_Given records_
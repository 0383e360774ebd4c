//! Envoy external processing filter for gRPC payloads.
//!
//! The proxy streams request/response headers and bodies to this service.
//! Bodies of `POST` exchanges are split into length-delimited frames, each
//! frame is decoded against a protobuf schema loaded at startup, rewritten
//! by the mutation rules, and re-encoded back into the body.

pub mod config;
pub mod error;
pub mod event;
pub mod frame;
pub mod grpc_service;
pub mod health;
pub mod phase;
pub mod policy;
pub mod registry;
pub mod rewrite;
pub mod stream_handler;
pub mod utils;

pub use error::{FilterError, Result};
use std::pin::Pin;

use futures_util::Stream;
use tonic::{Request, Response, Status};
use tonic_health::pb::health_check_response::ServingStatus;
use tonic_health::pb::health_server::Health;
use tonic_health::pb::{HealthCheckRequest, HealthCheckResponse};

/// Liveness responder: always serving, no watch support.
#[derive(Debug, Default, Clone)]
pub struct HealthService;

#[tonic::async_trait]
impl Health for HealthService {
    type WatchStream =
        Pin<Box<dyn Stream<Item = Result<HealthCheckResponse, Status>> + Send + 'static>>;

    async fn check(
        &self,
        request: Request<HealthCheckRequest>,
    ) -> Result<Response<HealthCheckResponse>, Status> {
        log::debug!("Handling grpc Check request: {:?}", request.get_ref());
        Ok(Response::new(HealthCheckResponse {
            status: ServingStatus::Serving as i32,
        }))
    }

    async fn watch(
        &self,
        _request: Request<HealthCheckRequest>,
    ) -> Result<Response<Self::WatchStream>, Status> {
        Err(Status::unimplemented("Watch is not implemented"))
    }
}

_Aim of the exercise_
Look over the records above and filter for each line with the word "HealthCheckRequest".

_Solution to this task_
use tonic_health::pb::{HealthCheckRequest, HealthCheckResponse};
        request: Request<HealthCheckRequest>,
        _request: Request<HealthCheckRequest>,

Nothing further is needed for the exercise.